> [Task prompt]
This task calls for every entry below to be repeated exactly.

> [The records]
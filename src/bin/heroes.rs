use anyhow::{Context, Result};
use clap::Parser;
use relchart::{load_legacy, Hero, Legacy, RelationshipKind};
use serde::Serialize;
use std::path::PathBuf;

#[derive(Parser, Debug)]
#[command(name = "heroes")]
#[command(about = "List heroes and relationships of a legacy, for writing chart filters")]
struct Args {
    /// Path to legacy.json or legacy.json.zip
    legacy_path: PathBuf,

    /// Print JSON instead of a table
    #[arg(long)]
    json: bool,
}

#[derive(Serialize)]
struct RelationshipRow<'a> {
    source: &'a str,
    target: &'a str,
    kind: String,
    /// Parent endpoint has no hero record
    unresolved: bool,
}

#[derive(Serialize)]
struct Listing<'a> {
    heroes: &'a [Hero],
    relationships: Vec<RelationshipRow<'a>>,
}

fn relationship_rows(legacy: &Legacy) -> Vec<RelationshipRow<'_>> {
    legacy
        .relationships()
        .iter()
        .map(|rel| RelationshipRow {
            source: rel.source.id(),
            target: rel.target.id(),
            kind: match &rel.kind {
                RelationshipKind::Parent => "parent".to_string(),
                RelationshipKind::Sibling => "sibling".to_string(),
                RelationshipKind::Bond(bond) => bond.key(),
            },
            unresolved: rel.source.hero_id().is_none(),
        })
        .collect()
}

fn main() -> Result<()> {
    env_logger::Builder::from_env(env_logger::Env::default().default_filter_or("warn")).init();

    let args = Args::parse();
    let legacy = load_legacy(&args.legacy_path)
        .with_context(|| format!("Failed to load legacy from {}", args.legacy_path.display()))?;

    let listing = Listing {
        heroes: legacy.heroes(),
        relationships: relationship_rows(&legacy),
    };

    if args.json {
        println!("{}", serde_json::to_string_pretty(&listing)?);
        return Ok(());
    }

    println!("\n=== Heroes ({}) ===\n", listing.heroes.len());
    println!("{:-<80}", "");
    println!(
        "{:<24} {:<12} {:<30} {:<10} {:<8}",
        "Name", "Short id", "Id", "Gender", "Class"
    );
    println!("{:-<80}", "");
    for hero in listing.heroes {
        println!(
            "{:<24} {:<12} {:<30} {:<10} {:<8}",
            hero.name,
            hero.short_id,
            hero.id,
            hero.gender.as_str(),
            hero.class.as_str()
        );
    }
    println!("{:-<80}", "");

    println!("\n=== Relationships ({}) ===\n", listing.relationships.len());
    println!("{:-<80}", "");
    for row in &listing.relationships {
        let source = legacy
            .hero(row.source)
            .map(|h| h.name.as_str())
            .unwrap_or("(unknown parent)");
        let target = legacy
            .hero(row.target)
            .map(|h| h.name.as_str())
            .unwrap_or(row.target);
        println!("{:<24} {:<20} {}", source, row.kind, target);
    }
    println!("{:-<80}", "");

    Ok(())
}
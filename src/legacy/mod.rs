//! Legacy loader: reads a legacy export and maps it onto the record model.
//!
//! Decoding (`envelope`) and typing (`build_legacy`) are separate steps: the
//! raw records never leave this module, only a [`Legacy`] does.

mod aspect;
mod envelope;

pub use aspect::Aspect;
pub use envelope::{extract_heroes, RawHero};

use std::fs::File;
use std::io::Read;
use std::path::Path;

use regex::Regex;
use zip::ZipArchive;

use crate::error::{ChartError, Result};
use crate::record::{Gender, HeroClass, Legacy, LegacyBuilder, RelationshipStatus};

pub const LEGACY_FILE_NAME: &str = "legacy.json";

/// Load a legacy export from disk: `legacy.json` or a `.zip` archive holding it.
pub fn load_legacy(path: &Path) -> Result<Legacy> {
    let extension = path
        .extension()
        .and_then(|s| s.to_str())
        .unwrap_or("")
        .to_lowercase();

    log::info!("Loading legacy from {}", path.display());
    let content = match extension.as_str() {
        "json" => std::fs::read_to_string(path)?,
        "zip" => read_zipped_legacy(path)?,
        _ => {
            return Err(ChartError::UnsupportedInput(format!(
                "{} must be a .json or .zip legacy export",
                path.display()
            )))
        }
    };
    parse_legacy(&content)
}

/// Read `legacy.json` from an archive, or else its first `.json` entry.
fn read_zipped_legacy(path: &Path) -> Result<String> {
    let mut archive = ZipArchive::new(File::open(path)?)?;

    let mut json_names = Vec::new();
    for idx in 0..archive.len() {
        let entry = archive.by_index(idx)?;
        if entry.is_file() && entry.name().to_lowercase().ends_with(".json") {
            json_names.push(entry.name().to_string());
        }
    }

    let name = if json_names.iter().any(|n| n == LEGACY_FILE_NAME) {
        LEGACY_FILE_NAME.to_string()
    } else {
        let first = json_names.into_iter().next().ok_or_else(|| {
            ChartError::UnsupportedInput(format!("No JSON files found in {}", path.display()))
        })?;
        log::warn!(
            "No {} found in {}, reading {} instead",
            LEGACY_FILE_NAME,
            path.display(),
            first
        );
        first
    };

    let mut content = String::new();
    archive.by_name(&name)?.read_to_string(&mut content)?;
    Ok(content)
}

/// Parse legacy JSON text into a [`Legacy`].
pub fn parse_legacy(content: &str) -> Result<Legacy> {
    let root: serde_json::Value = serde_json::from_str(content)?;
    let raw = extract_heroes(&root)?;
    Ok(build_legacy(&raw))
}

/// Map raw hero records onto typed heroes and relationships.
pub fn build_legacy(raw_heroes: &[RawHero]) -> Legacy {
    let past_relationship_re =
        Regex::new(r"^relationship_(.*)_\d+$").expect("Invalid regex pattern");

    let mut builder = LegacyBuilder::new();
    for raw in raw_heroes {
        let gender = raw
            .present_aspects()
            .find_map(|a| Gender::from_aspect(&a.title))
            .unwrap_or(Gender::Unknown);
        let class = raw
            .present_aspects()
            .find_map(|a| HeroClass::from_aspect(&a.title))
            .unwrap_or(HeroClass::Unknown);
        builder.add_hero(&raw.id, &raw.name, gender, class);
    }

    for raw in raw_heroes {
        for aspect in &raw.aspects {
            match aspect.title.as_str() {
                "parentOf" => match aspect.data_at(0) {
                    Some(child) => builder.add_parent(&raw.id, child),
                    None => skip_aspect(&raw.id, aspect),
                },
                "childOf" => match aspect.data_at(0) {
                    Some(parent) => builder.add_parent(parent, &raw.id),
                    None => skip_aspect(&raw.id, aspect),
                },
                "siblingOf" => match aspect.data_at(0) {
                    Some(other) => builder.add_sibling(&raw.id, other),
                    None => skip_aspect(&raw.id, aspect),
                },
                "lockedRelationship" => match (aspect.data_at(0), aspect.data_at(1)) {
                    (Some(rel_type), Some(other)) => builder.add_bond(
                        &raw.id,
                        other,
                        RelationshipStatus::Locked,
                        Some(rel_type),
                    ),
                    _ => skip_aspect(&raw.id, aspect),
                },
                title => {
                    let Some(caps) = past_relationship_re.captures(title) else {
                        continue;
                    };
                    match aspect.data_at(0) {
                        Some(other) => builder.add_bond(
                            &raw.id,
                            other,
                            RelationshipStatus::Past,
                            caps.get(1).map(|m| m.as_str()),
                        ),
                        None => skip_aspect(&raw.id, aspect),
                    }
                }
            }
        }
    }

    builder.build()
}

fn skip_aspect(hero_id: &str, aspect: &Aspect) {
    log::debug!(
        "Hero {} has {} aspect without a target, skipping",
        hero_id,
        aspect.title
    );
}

> [Answer to this problem]
filename src/bin/heroes.rs
use anyhow::{Context, Result};
use clap::Parser;
use relchart::{load_legacy, Hero, Legacy, RelationshipKind};
use serde::Serialize;
use std::path::PathBuf;

#[derive(Parser, Debug)]
#[command(name = "heroes")]
#[command(about = "List heroes and relationships of a legacy, for writing chart filters")]
struct Args {
    /// Path to legacy.json or legacy.json.zip
    legacy_path: PathBuf,

    /// Print JSON instead of a table
    #[arg(long)]
    json: bool,
}

#[derive(Serialize)]
struct RelationshipRow<'a> {
    source: &'a str,
    target: &'a str,
    kind: String,
    /// Parent endpoint has no hero record
    unresolved: bool,
}

#[derive(Serialize)]
struct Listing<'a> {
    heroes: &'a [Hero],
    relationships: Vec<RelationshipRow<'a>>,
}

fn relationship_rows(legacy: &Legacy) -> Vec<RelationshipRow<'_>> {
    legacy
        .relationships()
        .iter()
        .map(|rel| RelationshipRow {
            source: rel.source.id(),
            target: rel.target.id(),
            kind: match &rel.kind {
                RelationshipKind::Parent => "parent".to_string(),
                RelationshipKind::Sibling => "sibling".to_string(),
                RelationshipKind::Bond(bond) => bond.key(),
            },
            unresolved: rel.source.hero_id().is_none(),
        })
        .collect()
}

fn main() -> Result<()> {
    env_logger::Builder::from_env(env_logger::Env::default().default_filter_or("warn")).init();

    let args = Args::parse();
    let legacy = load_legacy(&args.legacy_path)
        .with_context(|| format!("Failed to load legacy from {}", args.legacy_path.display()))?;

    let listing = Listing {
        heroes: legacy.heroes(),
        relationships: relationship_rows(&legacy),
    };

    if args.json {
        println!("{}", serde_json::to_string_pretty(&listing)?);
        return Ok(());
    }

    println!("\n=== Heroes ({}) ===\n", listing.heroes.len());
    println!("{:-<80}", "");
    println!(
        "{:<24} {:<12} {:<30} {:<10} {:<8}",
        "Name", "Short id", "Id", "Gender", "Class"
    );
    println!("{:-<80}", "");
    for hero in listing.heroes {
        println!(
            "{:<24} {:<12} {:<30} {:<10} {:<8}",
            hero.name,
            hero.short_id,
            hero.id,
            hero.gender.as_str(),
            hero.class.as_str()
        );
    }
    println!("{:-<80}", "");

    println!("\n=== Relationships ({}) ===\n", listing.relationships.len());
    println!("{:-<80}", "");
    for row in &listing.relationships {
        let source = legacy
            .hero(row.source)
            .map(|h| h.name.as_str())
            .unwrap_or("(unknown parent)");
        let target = legacy
            .hero(row.target)
            .map(|h| h.name.as_str())
            .unwrap_or(row.target);
        println!("{:<24} {:<20} {}", source, row.kind, target);
    }
    println!("{:-<80}", "");

    Ok(())
}
filename src/legacy/mod.rs
//! Legacy loader: reads a legacy export and maps it onto the record model.
//!
//! Decoding (`envelope`) and typing (`build_legacy`) are separate steps: the
//! raw records never leave this module, only a [`Legacy`] does.

mod aspect;
mod envelope;

pub use aspect::Aspect;
pub use envelope::{extract_heroes, RawHero};

use std::fs::File;
use std::io::Read;
use std::path::Path;

use regex::Regex;
use zip::ZipArchive;

use crate::error::{ChartError, Result};
use crate::record::{Gender, HeroClass, Legacy, LegacyBuilder, RelationshipStatus};

pub const LEGACY_FILE_NAME: &str = "legacy.json";

/// Load a legacy export from disk: `legacy.json` or a `.zip` archive holding it.
pub fn load_legacy(path: &Path) -> Result<Legacy> {
    let extension = path
        .extension()
        .and_then(|s| s.to_str())
        .unwrap_or("")
        .to_lowercase();

    log::info!("Loading legacy from {}", path.display());
    let content = match extension.as_str() {
        "json" => std::fs::read_to_string(path)?,
        "zip" => read_zipped_legacy(path)?,
        _ => {
            return Err(ChartError::UnsupportedInput(format!(
                "{} must be a .json or .zip legacy export",
                path.display()
            )))
        }
    };
    parse_legacy(&content)
}

/// Read `legacy.json` from an archive, or else its first `.json` entry.
fn read_zipped_legacy(path: &Path) -> Result<String> {
    let mut archive = ZipArchive::new(File::open(path)?)?;

    let mut json_names = Vec::new();
    for idx in 0..archive.len() {
        let entry = archive.by_index(idx)?;
        if entry.is_file() && entry.name().to_lowercase().ends_with(".json") {
            json_names.push(entry.name().to_string());
        }
    }

    let name = if json_names.iter().any(|n| n == LEGACY_FILE_NAME) {
        LEGACY_FILE_NAME.to_string()
    } else {
        let first = json_names.into_iter().next().ok_or_else(|| {
            ChartError::UnsupportedInput(format!("No JSON files found in {}", path.display()))
        })?;
        log::warn!(
            "No {} found in {}, reading {} instead",
            LEGACY_FILE_NAME,
            path.display(),
            first
        );
        first
    };

    let mut content = String::new();
    archive.by_name(&name)?.read_to_string(&mut content)?;
    Ok(content)
}

/// Parse legacy JSON text into a [`Legacy`].
pub fn parse_legacy(content: &str) -> Result<Legacy> {
    let root: serde_json::Value = serde_json::from_str(content)?;
    let raw = extract_heroes(&root)?;
    Ok(build_legacy(&raw))
}

/// Map raw hero records onto typed heroes and relationships.
pub fn build_legacy(raw_heroes: &[RawHero]) -> Legacy {
    let past_relationship_re =
        Regex::new(r"^relationship_(.*)_\d+$").expect("Invalid regex pattern");

    let mut builder = LegacyBuilder::new();
    for raw in raw_heroes {
        let gender = raw
            .present_aspects()
            .find_map(|a| Gender::from_aspect(&a.title))
            .unwrap_or(Gender::Unknown);
        let class = raw
            .present_aspects()
            .find_map(|a| HeroClass::from_aspect(&a.title))
            .unwrap_or(HeroClass::Unknown);
        builder.add_hero(&raw.id, &raw.name, gender, class);
    }

    for raw in raw_heroes {
        for aspect in &raw.aspects {
            match aspect.title.as_str() {
                "parentOf" => match aspect.data_at(0) {
                    Some(child) => builder.add_parent(&raw.id, child),
                    None => skip_aspect(&raw.id, aspect),
                },
                "childOf" => match aspect.data_at(0) {
                    Some(parent) => builder.add_parent(parent, &raw.id),
                    None => skip_aspect(&raw.id, aspect),
                },
                "siblingOf" => match aspect.data_at(0) {
                    Some(other) => builder.add_sibling(&raw.id, other),
                    None => skip_aspect(&raw.id, aspect),
                },
                "lockedRelationship" => match (aspect.data_at(0), aspect.data_at(1)) {
                    (Some(rel_type), Some(other)) => builder.add_bond(
                        &raw.id,
                        other,
                        RelationshipStatus::Locked,
                        Some(rel_type),
                    ),
                    _ => skip_aspect(&raw.id, aspect),
                },
                title => {
                    let Some(caps) = past_relationship_re.captures(title) else {
                        continue;
                    };
                    match aspect.data_at(0) {
                        Some(other) => builder.add_bond(
                            &raw.id,
                            other,
                            RelationshipStatus::Past,
                            caps.get(1).map(|m| m.as_str()),
                        ),
                        None => skip_aspect(&raw.id, aspect),
                    }
                }
            }
        }
    }

    builder.build()
}

fn skip_aspect(hero_id: &str, aspect: &Aspect) {
    log::debug!(
        "Hero {} has {} aspect without a target, skipping",
        hero_id,
        aspect.title
    );
}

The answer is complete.